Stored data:
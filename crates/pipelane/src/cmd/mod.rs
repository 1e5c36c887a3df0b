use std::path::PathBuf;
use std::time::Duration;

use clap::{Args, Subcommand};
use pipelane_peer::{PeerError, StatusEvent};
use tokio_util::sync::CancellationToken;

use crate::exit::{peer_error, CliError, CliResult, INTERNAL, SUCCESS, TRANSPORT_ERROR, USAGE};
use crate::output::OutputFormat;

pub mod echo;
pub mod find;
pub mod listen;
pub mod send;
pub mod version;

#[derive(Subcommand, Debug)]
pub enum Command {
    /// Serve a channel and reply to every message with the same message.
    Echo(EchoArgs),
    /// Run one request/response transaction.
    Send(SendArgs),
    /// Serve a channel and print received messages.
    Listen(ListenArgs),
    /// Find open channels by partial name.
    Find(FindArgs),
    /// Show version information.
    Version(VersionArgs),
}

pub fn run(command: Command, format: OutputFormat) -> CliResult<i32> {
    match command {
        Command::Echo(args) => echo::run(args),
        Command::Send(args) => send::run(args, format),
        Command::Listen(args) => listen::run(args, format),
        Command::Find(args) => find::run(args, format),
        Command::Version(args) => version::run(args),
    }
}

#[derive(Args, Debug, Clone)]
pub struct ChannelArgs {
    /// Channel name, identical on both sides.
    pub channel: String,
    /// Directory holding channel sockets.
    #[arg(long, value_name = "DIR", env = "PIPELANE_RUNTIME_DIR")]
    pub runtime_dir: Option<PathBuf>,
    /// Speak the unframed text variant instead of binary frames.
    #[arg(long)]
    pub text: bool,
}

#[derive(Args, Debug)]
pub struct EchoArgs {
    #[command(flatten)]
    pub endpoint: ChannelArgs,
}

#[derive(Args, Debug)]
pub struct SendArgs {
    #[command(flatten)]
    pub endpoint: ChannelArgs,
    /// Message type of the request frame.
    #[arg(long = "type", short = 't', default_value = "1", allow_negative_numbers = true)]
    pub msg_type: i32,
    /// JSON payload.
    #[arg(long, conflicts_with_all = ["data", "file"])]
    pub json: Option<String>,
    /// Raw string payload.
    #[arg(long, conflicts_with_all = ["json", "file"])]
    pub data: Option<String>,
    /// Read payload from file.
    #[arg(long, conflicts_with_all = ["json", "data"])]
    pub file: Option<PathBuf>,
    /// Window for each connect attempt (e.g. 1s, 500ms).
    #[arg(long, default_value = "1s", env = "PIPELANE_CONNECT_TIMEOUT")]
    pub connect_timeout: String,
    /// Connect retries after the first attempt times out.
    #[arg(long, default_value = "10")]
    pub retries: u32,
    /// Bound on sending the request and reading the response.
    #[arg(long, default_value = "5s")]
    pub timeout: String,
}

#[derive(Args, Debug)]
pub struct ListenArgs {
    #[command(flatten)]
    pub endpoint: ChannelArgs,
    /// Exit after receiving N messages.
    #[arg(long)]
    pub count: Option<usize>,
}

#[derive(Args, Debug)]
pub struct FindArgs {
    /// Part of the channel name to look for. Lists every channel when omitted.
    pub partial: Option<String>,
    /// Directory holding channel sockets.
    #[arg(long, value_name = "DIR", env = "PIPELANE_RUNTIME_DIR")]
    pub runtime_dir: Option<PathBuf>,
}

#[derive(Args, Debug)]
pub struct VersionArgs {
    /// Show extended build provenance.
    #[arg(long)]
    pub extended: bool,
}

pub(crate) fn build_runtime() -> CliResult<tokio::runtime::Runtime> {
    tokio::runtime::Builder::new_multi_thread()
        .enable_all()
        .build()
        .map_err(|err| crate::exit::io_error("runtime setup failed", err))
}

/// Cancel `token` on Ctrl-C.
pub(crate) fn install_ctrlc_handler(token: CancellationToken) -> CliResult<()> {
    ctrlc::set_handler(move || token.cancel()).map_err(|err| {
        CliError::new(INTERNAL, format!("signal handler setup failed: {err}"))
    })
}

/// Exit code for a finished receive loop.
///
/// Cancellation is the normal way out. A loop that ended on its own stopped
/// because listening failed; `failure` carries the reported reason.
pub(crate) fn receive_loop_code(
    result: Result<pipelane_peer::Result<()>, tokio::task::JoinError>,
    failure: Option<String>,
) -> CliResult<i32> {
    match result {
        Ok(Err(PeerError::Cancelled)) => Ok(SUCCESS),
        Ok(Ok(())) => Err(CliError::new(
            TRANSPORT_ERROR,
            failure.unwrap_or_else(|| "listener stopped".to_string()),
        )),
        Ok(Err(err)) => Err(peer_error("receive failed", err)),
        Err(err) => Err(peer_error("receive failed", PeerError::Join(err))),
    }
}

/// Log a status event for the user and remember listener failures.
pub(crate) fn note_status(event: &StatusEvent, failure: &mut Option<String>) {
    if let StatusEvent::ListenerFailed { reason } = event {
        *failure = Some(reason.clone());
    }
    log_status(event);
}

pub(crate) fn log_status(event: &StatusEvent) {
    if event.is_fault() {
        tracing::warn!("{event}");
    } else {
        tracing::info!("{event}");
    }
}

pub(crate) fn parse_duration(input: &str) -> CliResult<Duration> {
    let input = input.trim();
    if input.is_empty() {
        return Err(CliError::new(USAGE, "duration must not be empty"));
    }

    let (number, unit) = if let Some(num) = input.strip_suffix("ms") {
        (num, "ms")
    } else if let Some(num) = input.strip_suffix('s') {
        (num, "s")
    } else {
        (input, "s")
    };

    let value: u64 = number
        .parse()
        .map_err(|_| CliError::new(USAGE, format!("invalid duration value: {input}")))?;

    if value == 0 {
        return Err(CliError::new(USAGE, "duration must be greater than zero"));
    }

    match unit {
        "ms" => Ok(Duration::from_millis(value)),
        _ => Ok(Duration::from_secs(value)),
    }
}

Your goal
The line containing "must not be" and every line after it, through the end of the records above: output exactly those, and nothing else.

Written response
        return Err(CliError::new(USAGE, "duration must not be empty"));
    }

    let (number, unit) = if let Some(num) = input.strip_suffix("ms") {
        (num, "ms")
    } else if let Some(num) = input.strip_suffix('s') {
        (num, "s")
    } else {
        (input, "s")
    };

    let value: u64 = number
        .parse()
        .map_err(|_| CliError::new(USAGE, format!("invalid duration value: {input}")))?;

    if value == 0 {
        return Err(CliError::new(USAGE, "duration must be greater than zero"));
    }

    match unit {
        "ms" => Ok(Duration::from_millis(value)),
        _ => Ok(Duration::from_secs(value)),
    }
}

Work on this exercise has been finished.